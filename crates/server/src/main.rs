//! Energy predictor server
//!
//! Loads the configured model once and serves predictions, health checks
//! and metrics over HTTP.

use anyhow::{Context, Result};
use energy_core::{
    health::{components, HealthRegistry},
    load_model, InferenceService, LoadDecomposer, ModelSlot, StructuredLogger,
};
use energy_server::{api, config::ServerConfig};
use std::sync::Arc;
use tracing::{error, info};
use tracing_subscriber::{fmt, prelude::*, EnvFilter};

const SERVER_VERSION: &str = env!("CARGO_PKG_VERSION");

#[tokio::main]
async fn main() -> Result<()> {
    // Initialize tracing with JSON output and env filter
    tracing_subscriber::registry()
        .with(EnvFilter::try_from_default_env().unwrap_or_else(|_| EnvFilter::new("info")))
        .with(fmt::layer().json())
        .init();

    info!("Starting energy-server");

    let config = ServerConfig::load()?;
    info!(
        api_port = config.api_port,
        model_format = ?config.model.format,
        tier_scheme = ?config.decomposer.tier_scheme,
        "Server configured"
    );

    let logger = StructuredLogger::new(&config.service_name);

    // A model that fails to load leaves the server up but unable to predict
    let model = match load_model(&config.model) {
        Ok(model) => ModelSlot::from(model),
        Err(e) => {
            error!(error = %e, "Failed to load model");
            ModelSlot::Unavailable(e.to_string())
        }
    };

    let decomposer =
        LoadDecomposer::with_config(config.decomposer).context("Invalid decomposer configuration")?;
    let service = InferenceService::new(model, decomposer).with_logger(logger.clone());

    let health_registry = HealthRegistry::new();
    health_registry.register(components::API).await;
    health_registry.record_model(service.model_slot()).await;

    let model_version = service
        .model_info()
        .map(|(version, _)| version)
        .unwrap_or_else(|| "none".to_string());
    logger.log_startup(SERVER_VERSION, &model_version);

    let app_state = Arc::new(api::AppState::new(
        service,
        health_registry.clone(),
        config.impact_weights,
    ));

    health_registry.set_ready(true).await;

    let shutdown_logger = logger.clone();
    api::serve(config.api_port, app_state, async move {
        if let Err(e) = tokio::signal::ctrl_c().await {
            error!(error = %e, "Failed to listen for shutdown signal");
        }
        shutdown_logger.log_shutdown("SIGINT received");
        info!("Shutting down");
    })
    .await?;

    Ok(())
}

**WORK TO COMPLETE:**
Reproduce the entries exactly. Every word has to stay the same.

**SOLUTION TO THIS PROBLEM:**
filename crates/server/src/main.rs
//! Energy predictor server
//!
//! Loads the configured model once and serves predictions, health checks
//! and metrics over HTTP.

use anyhow::{Context, Result};
use energy_core::{
    health::{components, HealthRegistry},
    load_model, InferenceService, LoadDecomposer, ModelSlot, StructuredLogger,
};
use energy_server::{api, config::ServerConfig};
use std::sync::Arc;
use tracing::{error, info};
use tracing_subscriber::{fmt, prelude::*, EnvFilter};

const SERVER_VERSION: &str = env!("CARGO_PKG_VERSION");

#[tokio::main]
async fn main() -> Result<()> {
    // Initialize tracing with JSON output and env filter
    tracing_subscriber::registry()
        .with(EnvFilter::try_from_default_env().unwrap_or_else(|_| EnvFilter::new("info")))
        .with(fmt::layer().json())
        .init();

    info!("Starting energy-server");

    let config = ServerConfig::load()?;
    info!(
        api_port = config.api_port,
        model_format = ?config.model.format,
        tier_scheme = ?config.decomposer.tier_scheme,
        "Server configured"
    );

    let logger = StructuredLogger::new(&config.service_name);

    // A model that fails to load leaves the server up but unable to predict
    let model = match load_model(&config.model) {
        Ok(model) => ModelSlot::from(model),
        Err(e) => {
            error!(error = %e, "Failed to load model");
            ModelSlot::Unavailable(e.to_string())
        }
    };

    let decomposer =
        LoadDecomposer::with_config(config.decomposer).context("Invalid decomposer configuration")?;
    let service = InferenceService::new(model, decomposer).with_logger(logger.clone());

    let health_registry = HealthRegistry::new();
    health_registry.register(components::API).await;
    health_registry.record_model(service.model_slot()).await;

    let model_version = service
        .model_info()
        .map(|(version, _)| version)
        .unwrap_or_else(|| "none".to_string());
    logger.log_startup(SERVER_VERSION, &model_version);

    let app_state = Arc::new(api::AppState::new(
        service,
        health_registry.clone(),
        config.impact_weights,
    ));

    health_registry.set_ready(true).await;

    let shutdown_logger = logger.clone();
    api::serve(config.api_port, app_state, async move {
        if let Err(e) = tokio::signal::ctrl_c().await {
            error!(error = %e, "Failed to listen for shutdown signal");
        }
        shutdown_logger.log_shutdown("SIGINT received");
        info!("Shutting down");
    })
    .await?;

    Ok(())
}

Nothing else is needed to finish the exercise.